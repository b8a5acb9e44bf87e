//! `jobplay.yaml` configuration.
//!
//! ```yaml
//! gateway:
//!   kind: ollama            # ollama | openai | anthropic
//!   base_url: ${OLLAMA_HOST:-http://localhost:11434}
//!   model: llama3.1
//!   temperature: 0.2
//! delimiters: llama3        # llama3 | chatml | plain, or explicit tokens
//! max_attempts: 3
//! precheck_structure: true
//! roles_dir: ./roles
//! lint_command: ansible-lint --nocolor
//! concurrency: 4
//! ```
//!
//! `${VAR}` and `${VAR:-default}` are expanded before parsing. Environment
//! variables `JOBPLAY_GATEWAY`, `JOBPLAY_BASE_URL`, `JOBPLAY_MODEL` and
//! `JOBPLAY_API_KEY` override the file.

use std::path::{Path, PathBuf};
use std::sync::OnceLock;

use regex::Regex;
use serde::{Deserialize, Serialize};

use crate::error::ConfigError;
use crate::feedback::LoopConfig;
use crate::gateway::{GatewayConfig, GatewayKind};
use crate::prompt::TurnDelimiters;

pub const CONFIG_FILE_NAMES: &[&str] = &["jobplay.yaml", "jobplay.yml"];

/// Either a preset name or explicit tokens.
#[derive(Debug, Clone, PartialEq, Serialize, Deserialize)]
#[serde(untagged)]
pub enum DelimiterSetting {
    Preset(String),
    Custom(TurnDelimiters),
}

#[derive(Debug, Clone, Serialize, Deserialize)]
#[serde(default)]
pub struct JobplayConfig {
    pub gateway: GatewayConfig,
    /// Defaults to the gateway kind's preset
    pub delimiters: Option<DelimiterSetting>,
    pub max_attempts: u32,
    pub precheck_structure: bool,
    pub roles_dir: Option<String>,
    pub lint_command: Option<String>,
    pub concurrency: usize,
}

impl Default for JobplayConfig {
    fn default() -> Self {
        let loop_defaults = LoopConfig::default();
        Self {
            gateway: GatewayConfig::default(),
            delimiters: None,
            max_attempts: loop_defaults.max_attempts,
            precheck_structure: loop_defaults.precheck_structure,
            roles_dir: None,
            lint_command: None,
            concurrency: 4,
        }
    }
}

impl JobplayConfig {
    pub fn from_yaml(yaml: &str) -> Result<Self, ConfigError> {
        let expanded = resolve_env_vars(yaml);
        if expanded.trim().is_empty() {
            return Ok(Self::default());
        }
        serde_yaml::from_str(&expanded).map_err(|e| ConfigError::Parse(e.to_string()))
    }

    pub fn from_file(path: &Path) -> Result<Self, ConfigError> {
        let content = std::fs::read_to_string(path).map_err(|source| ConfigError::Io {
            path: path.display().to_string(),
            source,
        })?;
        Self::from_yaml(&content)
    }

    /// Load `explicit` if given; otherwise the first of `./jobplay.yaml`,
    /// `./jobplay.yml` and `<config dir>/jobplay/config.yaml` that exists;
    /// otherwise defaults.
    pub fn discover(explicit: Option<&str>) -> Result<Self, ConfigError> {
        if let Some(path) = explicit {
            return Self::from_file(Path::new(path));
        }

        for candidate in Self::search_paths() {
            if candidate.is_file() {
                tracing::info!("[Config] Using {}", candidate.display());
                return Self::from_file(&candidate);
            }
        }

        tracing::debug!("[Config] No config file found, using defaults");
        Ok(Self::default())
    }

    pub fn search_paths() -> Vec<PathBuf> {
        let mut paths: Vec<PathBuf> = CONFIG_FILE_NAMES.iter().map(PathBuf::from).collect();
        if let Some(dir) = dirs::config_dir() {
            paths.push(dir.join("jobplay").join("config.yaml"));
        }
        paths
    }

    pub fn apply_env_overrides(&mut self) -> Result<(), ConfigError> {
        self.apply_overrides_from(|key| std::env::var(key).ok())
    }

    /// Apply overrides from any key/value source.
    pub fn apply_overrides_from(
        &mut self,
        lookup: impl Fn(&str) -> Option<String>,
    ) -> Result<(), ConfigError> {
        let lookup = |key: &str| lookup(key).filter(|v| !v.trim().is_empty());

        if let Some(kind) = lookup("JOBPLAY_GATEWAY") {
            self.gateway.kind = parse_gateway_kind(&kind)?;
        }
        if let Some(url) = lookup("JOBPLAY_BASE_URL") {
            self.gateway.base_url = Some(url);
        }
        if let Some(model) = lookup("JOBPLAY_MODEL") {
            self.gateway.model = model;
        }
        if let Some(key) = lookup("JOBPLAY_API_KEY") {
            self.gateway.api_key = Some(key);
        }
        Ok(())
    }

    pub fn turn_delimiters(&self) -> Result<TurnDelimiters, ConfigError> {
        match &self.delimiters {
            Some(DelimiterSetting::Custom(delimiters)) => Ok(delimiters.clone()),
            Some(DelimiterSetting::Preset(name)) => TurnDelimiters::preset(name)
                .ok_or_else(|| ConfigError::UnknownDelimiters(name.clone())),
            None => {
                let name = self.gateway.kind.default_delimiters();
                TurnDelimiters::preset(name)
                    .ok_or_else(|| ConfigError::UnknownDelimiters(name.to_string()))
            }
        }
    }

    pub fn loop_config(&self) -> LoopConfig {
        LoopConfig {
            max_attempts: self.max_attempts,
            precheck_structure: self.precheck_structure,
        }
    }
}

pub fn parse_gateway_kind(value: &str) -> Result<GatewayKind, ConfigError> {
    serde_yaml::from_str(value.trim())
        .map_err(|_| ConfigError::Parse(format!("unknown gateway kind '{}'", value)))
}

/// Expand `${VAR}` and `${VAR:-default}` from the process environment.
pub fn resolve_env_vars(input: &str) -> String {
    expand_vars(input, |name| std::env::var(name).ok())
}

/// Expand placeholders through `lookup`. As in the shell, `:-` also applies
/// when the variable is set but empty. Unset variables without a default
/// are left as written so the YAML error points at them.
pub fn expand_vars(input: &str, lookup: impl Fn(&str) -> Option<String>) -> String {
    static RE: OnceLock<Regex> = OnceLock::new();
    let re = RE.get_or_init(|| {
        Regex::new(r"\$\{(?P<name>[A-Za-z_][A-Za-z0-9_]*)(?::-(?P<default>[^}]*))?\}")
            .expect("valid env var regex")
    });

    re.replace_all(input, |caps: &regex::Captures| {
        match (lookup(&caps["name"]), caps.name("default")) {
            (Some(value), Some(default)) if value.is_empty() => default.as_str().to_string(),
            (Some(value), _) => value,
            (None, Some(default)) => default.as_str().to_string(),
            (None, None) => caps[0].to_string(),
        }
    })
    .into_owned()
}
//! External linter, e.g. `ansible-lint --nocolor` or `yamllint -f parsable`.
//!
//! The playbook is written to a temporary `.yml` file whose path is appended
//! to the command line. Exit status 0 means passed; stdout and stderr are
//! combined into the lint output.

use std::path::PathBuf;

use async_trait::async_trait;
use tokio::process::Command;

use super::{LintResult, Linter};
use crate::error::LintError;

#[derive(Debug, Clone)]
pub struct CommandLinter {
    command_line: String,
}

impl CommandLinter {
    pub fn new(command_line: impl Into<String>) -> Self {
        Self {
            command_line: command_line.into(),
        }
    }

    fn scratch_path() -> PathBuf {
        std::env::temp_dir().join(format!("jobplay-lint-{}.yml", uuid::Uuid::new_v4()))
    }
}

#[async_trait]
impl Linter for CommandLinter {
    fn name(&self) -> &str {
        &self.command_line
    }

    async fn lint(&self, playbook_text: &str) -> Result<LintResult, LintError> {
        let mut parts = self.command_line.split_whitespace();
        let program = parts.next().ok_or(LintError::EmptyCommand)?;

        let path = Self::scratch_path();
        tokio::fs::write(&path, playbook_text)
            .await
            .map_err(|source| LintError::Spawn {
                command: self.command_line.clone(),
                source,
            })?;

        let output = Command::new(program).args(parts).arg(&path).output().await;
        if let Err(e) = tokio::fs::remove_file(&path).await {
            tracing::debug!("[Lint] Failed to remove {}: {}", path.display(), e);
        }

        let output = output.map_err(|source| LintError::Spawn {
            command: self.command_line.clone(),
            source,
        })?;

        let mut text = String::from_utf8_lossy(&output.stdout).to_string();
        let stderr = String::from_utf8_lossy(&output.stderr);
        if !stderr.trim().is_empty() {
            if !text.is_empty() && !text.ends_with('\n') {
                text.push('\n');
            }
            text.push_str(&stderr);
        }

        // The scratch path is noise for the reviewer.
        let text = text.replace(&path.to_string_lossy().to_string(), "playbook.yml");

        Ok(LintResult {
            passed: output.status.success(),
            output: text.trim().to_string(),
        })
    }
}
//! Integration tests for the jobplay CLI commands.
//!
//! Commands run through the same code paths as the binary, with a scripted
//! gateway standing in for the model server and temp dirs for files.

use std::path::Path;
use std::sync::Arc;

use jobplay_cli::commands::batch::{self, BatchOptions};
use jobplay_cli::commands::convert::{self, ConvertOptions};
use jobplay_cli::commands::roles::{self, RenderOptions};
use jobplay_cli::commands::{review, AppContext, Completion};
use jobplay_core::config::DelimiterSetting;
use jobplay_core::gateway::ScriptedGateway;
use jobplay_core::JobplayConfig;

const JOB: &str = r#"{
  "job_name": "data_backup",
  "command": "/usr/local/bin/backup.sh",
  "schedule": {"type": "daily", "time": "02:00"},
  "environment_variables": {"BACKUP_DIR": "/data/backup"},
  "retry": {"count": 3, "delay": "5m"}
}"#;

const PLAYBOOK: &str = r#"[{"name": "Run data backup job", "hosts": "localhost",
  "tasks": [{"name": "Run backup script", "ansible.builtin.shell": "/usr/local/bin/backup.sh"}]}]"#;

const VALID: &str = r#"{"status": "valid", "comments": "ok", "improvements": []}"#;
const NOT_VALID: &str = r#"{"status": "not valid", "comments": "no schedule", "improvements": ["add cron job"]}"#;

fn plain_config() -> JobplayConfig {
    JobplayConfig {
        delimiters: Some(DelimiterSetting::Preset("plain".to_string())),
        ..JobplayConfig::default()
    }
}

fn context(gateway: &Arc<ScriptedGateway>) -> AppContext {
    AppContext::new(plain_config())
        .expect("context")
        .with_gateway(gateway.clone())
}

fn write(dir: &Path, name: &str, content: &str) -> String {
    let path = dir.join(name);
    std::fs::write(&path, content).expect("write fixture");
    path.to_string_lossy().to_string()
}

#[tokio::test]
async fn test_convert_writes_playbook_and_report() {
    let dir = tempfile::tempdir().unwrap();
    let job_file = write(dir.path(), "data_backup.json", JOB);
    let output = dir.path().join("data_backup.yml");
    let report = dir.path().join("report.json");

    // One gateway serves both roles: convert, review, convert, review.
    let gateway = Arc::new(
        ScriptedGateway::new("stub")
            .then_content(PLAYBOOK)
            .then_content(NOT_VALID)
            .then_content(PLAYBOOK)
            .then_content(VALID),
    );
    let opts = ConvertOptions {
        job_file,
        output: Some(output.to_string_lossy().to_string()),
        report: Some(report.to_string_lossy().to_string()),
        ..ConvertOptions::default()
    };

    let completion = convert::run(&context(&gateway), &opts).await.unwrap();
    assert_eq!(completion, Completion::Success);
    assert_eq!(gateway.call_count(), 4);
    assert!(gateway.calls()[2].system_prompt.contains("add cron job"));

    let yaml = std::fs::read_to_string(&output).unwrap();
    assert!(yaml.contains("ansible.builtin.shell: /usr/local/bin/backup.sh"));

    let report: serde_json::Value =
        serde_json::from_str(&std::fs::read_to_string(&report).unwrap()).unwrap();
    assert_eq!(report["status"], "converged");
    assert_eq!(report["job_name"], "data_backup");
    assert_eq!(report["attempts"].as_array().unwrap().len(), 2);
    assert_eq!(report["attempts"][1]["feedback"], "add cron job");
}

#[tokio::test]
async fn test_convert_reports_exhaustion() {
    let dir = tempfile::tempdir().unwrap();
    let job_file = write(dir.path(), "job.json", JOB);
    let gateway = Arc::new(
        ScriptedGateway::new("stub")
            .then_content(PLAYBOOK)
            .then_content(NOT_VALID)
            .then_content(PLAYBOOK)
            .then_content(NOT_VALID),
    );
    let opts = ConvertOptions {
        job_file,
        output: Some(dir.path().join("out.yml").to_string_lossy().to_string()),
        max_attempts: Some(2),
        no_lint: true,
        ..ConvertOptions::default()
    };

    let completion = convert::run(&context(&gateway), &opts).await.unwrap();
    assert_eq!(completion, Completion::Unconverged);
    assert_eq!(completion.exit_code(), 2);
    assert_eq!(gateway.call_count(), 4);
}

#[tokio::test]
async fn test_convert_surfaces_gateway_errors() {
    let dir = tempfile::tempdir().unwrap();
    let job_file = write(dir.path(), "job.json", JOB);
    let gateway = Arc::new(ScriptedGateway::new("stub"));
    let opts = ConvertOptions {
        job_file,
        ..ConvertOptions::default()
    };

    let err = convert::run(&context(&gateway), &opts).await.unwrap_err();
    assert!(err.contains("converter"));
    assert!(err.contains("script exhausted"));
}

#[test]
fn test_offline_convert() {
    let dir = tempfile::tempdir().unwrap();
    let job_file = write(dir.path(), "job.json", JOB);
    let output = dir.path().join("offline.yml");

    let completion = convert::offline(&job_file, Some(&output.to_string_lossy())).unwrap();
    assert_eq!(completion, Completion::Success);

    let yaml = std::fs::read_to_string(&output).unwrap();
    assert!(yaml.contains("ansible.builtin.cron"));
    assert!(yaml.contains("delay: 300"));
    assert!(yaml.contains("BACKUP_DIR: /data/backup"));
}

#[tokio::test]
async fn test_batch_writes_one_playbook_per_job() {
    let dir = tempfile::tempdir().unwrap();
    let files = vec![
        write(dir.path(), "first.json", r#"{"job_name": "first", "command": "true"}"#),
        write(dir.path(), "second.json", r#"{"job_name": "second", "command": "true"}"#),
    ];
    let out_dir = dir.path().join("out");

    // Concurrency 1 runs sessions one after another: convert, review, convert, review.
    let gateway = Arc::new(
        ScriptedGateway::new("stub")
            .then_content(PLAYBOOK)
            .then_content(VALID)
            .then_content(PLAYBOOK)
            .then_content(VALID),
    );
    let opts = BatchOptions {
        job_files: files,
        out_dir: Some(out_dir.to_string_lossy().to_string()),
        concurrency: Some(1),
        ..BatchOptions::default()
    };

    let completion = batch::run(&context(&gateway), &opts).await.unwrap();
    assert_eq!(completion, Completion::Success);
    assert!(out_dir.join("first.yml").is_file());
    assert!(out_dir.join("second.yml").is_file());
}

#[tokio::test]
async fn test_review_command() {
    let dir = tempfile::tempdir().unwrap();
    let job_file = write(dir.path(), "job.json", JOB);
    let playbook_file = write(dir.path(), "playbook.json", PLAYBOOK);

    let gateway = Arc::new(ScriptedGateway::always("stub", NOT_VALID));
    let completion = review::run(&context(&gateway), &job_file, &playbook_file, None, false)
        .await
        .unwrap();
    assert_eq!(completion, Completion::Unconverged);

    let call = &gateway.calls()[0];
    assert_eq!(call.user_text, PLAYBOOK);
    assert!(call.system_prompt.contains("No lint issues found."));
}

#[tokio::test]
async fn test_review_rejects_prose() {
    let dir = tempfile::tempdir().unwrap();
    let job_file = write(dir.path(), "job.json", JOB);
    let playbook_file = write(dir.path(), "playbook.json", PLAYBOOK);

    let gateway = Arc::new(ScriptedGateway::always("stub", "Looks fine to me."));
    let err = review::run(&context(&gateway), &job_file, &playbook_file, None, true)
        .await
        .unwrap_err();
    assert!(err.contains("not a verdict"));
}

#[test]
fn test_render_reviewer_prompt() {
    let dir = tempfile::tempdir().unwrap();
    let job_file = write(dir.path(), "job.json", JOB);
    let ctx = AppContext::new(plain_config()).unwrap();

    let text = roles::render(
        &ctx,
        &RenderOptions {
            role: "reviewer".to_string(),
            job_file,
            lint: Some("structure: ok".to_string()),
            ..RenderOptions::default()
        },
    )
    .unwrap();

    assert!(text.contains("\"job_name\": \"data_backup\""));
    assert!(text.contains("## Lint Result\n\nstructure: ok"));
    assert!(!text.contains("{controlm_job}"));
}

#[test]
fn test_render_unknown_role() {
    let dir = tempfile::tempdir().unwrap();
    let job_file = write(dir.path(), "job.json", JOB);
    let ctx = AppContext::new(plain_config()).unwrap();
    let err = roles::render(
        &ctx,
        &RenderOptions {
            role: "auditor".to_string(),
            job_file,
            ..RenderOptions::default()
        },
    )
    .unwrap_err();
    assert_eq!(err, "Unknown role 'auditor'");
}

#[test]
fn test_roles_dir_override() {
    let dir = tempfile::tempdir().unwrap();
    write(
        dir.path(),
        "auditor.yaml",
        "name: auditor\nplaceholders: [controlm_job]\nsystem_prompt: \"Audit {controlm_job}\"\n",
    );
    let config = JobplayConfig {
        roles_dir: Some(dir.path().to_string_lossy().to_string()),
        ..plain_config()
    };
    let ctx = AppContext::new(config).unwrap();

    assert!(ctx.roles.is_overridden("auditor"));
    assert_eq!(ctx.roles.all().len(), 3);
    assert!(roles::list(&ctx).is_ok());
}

**Work to complete**. Copy each line in the entries above where the word "trim" shows up.

**Written answer**.
        if expanded.trim().is_empty() {
        let lookup = |key: &str| lookup(key).filter(|v| !v.trim().is_empty());
    serde_yaml::from_str(value.trim())
        if !stderr.trim().is_empty() {
            output: text.trim().to_string(),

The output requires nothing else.